Sunday is always a good day for my canine best friend for we go to a local nature walk and she gets to visit with nature and chase something cool.
If you have a bestie then you have wondered just what do he/she think of me…..
Well science (so they claim) has an answer for you…..
Without that pesky language barrier, we’d talk with our dogs constantly. Or…would we? It’s possible that part of what makes our relationships with dogs so special is that despite our incredible differences, we’re highly compatible. Dog owners increasingly see their pups as family members, not pets. In fact, the phrase “dog owner” feels uncomfortable to some. We’re more like guardians, friends, parents. If they could speak, dogs would probably call us pack members. They’d tell us how predictable our habits are and, according to zoologist Jules Howard, how much they love us. Howard, a wildlife expert and science writer, discusses the dog brain in his new book, Wonderdog: The Science of Dogs and Their Unique Friendship with Humans. Based on Howard’s in-depth research, we’ve made some educated guesses as to what your dog actually thinks about you.
(Read and see if you agree)
This is a story about another ‘hero’ canine public servant…..

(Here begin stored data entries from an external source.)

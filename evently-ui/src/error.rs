///! User-friendly error handling for the UI
///!
///! Provides error message formatting and display components

use leptos::*;
use serde::{Deserialize, Serialize};

/// API error response format (matches backend)
#[derive(Clone, Debug, PartialEq, Serialize, Deserialize)]
pub struct ApiError {
    pub status: u16,
    pub error: String,
    pub message: String,
    #[serde(default, skip_serializing_if = "Option::is_none")]
    pub details: Option<String>,
    #[serde(default, skip_serializing_if = "Option::is_none")]
    pub timestamp: Option<String>,
}

impl ApiError {
    fn synthetic(status: u16, error: &str, message: impl Into<String>) -> Self {
        Self {
            status,
            error: error.to_string(),
            message: message.into(),
            details: None,
            timestamp: Some(chrono::Utc::now().to_rfc3339()),
        }
    }

    /// Request never reached the server
    pub fn network(message: impl Into<String>) -> Self {
        Self::synthetic(0, "NETWORK_ERROR", message)
    }

    /// Response body did not match the expected shape
    pub fn decode(message: impl Into<String>) -> Self {
        Self::synthetic(0, "DECODE_ERROR", message)
    }

    /// Non-OK response without a JSON error body
    pub fn from_status(status: u16) -> Self {
        let error = match status {
            401 => "AUTHENTICATION_FAILED",
            403 => "FORBIDDEN",
            404 => "NOT_FOUND",
            409 => "CONFLICT",
            429 => "RATE_LIMITED",
            503 => "SERVICE_UNAVAILABLE",
            500..=599 => "INTERNAL_ERROR",
            _ => "UNKNOWN_ERROR",
        };
        Self::synthetic(status, error, format!("Request failed with status {}", status))
    }

    /// Get user-friendly error message
    pub fn user_message(&self) -> String {
        match self.error.as_str() {
            "INVALID_CREDENTIALS" => "Incorrect email or password.".to_string(),
            "AUTHENTICATION_FAILED" => "Your session has expired. Please log in again.".to_string(),
            "FORBIDDEN" => "You need administrator access to view this page.".to_string(),
            "NOT_FOUND" => "The requested registration was not found.".to_string(),
            "VALIDATION_ERROR" => format!("Invalid input: {}", self.message),
            "CONFLICT" | "EMAIL_TAKEN" => self.format_conflict(),
            "RATE_LIMITED" => "Too many requests. Please wait a moment and try again.".to_string(),
            "NETWORK_ERROR" => "Could not reach the server. Check your connection.".to_string(),
            "SERVICE_UNAVAILABLE" => "The service is temporarily unavailable. Please try again later.".to_string(),
            "INTERNAL_ERROR" => "An unexpected error occurred. Please try again or contact support.".to_string(),
            _ => self.message.clone(),
        }
    }

    fn format_conflict(&self) -> String {
        if self.message.contains("email") || self.error == "EMAIL_TAKEN" {
            "An account with this email already exists.".to_string()
        } else {
            format!("Operation conflict: {}", self.message)
        }
    }

    /// Get severity level for UI styling
    pub fn severity(&self) -> ErrorSeverity {
        match self.status {
            400..=499 => ErrorSeverity::Warning,
            0 | 500..=599 => ErrorSeverity::Error,
            _ => ErrorSeverity::Info,
        }
    }

    /// Should show retry button
    pub fn is_retryable(&self) -> bool {
        matches!(
            self.error.as_str(),
            "RATE_LIMITED" | "SERVICE_UNAVAILABLE" | "INTERNAL_ERROR" | "NETWORK_ERROR"
        )
    }
}

impl std::fmt::Display for ApiError {
    fn fmt(&self, f: &mut std::fmt::Formatter<'_>) -> std::fmt::Result {
        write!(f, "{} ({}): {}", self.error, self.status, self.message)
    }
}

#[derive(Clone, Copy, Debug, PartialEq)]
pub enum ErrorSeverity {
    Info,
    Warning,
    Error,
}

impl ErrorSeverity {
    pub fn class(&self) -> &'static str {
        match self {
            ErrorSeverity::Info => "alert-info",
            ErrorSeverity::Warning => "alert-warning",
            ErrorSeverity::Error => "alert-error",
        }
    }
}

/// Error display component
#[component]
pub fn ErrorAlert(
    /// Error to display
    error: ApiError,
    /// Callback for retry button
    #[prop(optional)]
    on_retry: Option<Callback<()>>,
    /// Callback for dismiss button
    #[prop(optional)]
    on_dismiss: Option<Callback<()>>,
) -> impl IntoView {
    let severity = error.severity();
    let message = error.user_message();
    let retry = on_retry.filter(|_| error.is_retryable());

    view! {
        <div class={format!("alert {}", severity.class())} role="alert">
            <div class="alert-content">
                <div class="alert-message">{message}</div>
                {error.details.clone().map(|details| view! {
                    <details class="alert-details">
                        <summary>"Technical details"</summary>
                        <code>{details}</code>
                    </details>
                })}
            </div>
            <div class="alert-actions">
                {retry.map(|on_retry| view! {
                    <button class="btn-secondary btn-sm" on:click=move |_| on_retry.call(())>
                        "Retry"
                    </button>
                })}
                {on_dismiss.map(|on_dismiss| view! {
                    <button class="btn-ghost btn-sm" on:click=move |_| on_dismiss.call(())>
                        "✕"
                    </button>
                })}
            </div>
        </div>
    }
}

/// Inline error message for form fields
#[component]
pub fn FieldError(
    /// Error message
    message: String,
) -> impl IntoView {
    view! {
        <div class="field-error">
            <span class="field-error-icon">"⚠️"</span>
            <span class="field-error-message">{message}</span>
        </div>
    }
}

/// Helper to extract error from reqwasm response
pub async fn extract_api_error(response: reqwasm::http::Response) -> ApiError {
    let status = response.status();
    match response.json::<ApiError>().await {
        Ok(error) => error,
        Err(_) => ApiError::from_status(status),
    }
}
//! Button primitive

use leptos::*;

#[derive(Clone, Copy, Debug, PartialEq, Eq, Default)]
pub enum ButtonVariant {
    #[default]
    Primary,
    Secondary,
    Danger,
    Ghost,
}

impl ButtonVariant {
    pub fn class(&self) -> &'static str {
        match self {
            ButtonVariant::Primary => "btn btn-primary",
            ButtonVariant::Secondary => "btn btn-secondary",
            ButtonVariant::Danger => "btn btn-danger",
            ButtonVariant::Ghost => "btn btn-ghost",
        }
    }
}

#[component]
pub fn Button(
    #[prop(optional)]
    variant: ButtonVariant,
    /// HTML button type
    #[prop(default = "button")]
    button_type: &'static str,
    #[prop(optional, into)]
    disabled: MaybeSignal<bool>,
    /// Shows a spinner and blocks clicks
    #[prop(optional, into)]
    loading: MaybeSignal<bool>,
    #[prop(optional)]
    on_click: Option<Callback<ev::MouseEvent>>,
    children: Children,
) -> impl IntoView {
    let disabled = Signal::derive(move || disabled.get());
    let loading = Signal::derive(move || loading.get());

    view! {
        <button
            type=button_type
            class=variant.class()
            class:is-loading=move || loading.get()
            disabled=move || disabled.get() || loading.get()
            on:click=move |ev| {
                if let Some(on_click) = on_click {
                    on_click.call(ev);
                }
            }
        >
            <Show when=move || loading.get()>
                <span class="btn-spinner"></span>
            </Show>
            {children()}
        </button>
    }
}
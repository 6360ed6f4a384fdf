//! Browser implementations of the loader seams

use async_trait::async_trait;
use futures::future::{select, Either};
use gloo_storage::{LocalStorage, Storage};
use gloo_timers::future::TimeoutFuture;
use reqwasm::http::{Request, RequestCredentials};
use std::cell::Cell;
use std::rc::Rc;
use web_sys::{Blob, BlobPropertyBag, Url};

use super::loader::{
    CredentialProvider, Diagnostics, FetchRequest, FetchResponse, ObjectUrlRegistry,
    ResourceFetcher, SecureResourceLoader,
};
use super::state::{LoadError, LocalHandle};
use crate::config::ApiConfig;

/// Reads the bearer token from `localStorage`
#[derive(Debug, Clone)]
pub struct LocalStorageCredentials {
    key: String,
}

impl LocalStorageCredentials {
    pub fn new(key: impl Into<String>) -> Self {
        Self { key: key.into() }
    }
}

impl CredentialProvider for LocalStorageCredentials {
    fn bearer_token(&self) -> Option<String> {
        LocalStorage::raw()
            .get_item(&self.key)
            .ok()
            .flatten()
            .filter(|token| !token.trim().is_empty())
    }
}

/// `fetch` based GET with a hard timeout
#[derive(Debug, Clone, Copy)]
pub struct BrowserFetcher {
    timeout_ms: u32,
}

impl BrowserFetcher {
    pub fn new(timeout_ms: u32) -> Self {
        Self { timeout_ms }
    }
}

#[async_trait(?Send)]
impl ResourceFetcher for BrowserFetcher {
    async fn fetch(&self, request: FetchRequest) -> Result<FetchResponse, LoadError> {
        let mut builder = Request::get(&request.url);
        if request.include_credentials {
            builder = builder.credentials(RequestCredentials::Include);
        }
        for (name, value) in &request.headers {
            builder = builder.header(name, value);
        }

        let send = async move {
            let response = builder
                .send()
                .await
                .map_err(|e| LoadError::Transport(e.to_string()))?;

            let status = response.status();
            if !response.ok() {
                return Ok(FetchResponse {
                    status,
                    content_type: None,
                    body: Vec::new(),
                });
            }

            let content_type = response.headers().get("content-type");
            let body = response
                .binary()
                .await
                .map_err(|e| LoadError::Transport(e.to_string()))?;

            Ok(FetchResponse {
                status,
                content_type,
                body,
            })
        };

        match select(Box::pin(send), Box::pin(TimeoutFuture::new(self.timeout_ms))).await {
            Either::Left((result, _)) => result,
            Either::Right(_) => Err(LoadError::Timeout {
                millis: self.timeout_ms,
            }),
        }
    }
}

/// Allocates `Blob`s and hands out their object URLs
#[derive(Debug, Default)]
pub struct BlobObjectUrls {
    next_seq: Cell<u64>,
}

impl ObjectUrlRegistry for BlobObjectUrls {
    fn create(&self, bytes: &[u8], content_type: Option<&str>) -> Result<LocalHandle, LoadError> {
        let parts = js_sys::Array::of1(&js_sys::Uint8Array::from(bytes));
        let options = BlobPropertyBag::new();
        if let Some(content_type) = content_type {
            options.set_type(content_type);
        }

        let blob = Blob::new_with_u8_array_sequence_and_options(&parts, &options)
            .map_err(|e| LoadError::Allocation(format!("{:?}", e)))?;
        let url = Url::create_object_url_with_blob(&blob)
            .map_err(|e| LoadError::Allocation(format!("{:?}", e)))?;

        let seq = self.next_seq.get() + 1;
        self.next_seq.set(seq);
        Ok(LocalHandle::new(seq, url))
    }

    fn revoke(&self, handle: &LocalHandle) {
        if let Err(e) = Url::revoke_object_url(handle.url()) {
            leptos::logging::warn!("Failed to revoke {}: {:?}", handle.url(), e);
        }
    }
}

/// Writes failures to the browser console
#[derive(Debug, Clone, Copy, Default)]
pub struct ConsoleDiagnostics;

impl Diagnostics for ConsoleDiagnostics {
    fn report(&self, url: &str, error: &LoadError) {
        match error.status() {
            Some(status) => leptos::logging::error!("Failed to fetch image {}: {}", url, status),
            None => leptos::logging::error!("Error fetching image {}: {}", url, error),
        }
    }
}

/// Loader wired to `localStorage`, `fetch` and `Blob` object URLs
pub fn browser_loader(config: &ApiConfig) -> SecureResourceLoader {
    SecureResourceLoader::new(
        Rc::new(LocalStorageCredentials::new(config.token_key.clone())),
        Rc::new(BrowserFetcher::new(config.fetch_timeout_ms)),
        Rc::new(BlobObjectUrls::default()),
        Rc::new(ConsoleDiagnostics),
    )
}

A police K-9 unit in Michigan rescued a missing 80-year-old hunter on a frigid day. State troopers in Lovells Township followed Loki as the dog tracked the hunter’s scent and located him by the Au Sable River less than a mile from his home, reports the Detroit News. The lost hunter told troopers he had fallen into the river three times on a day when the average temperature was 26 degrees, per WILX.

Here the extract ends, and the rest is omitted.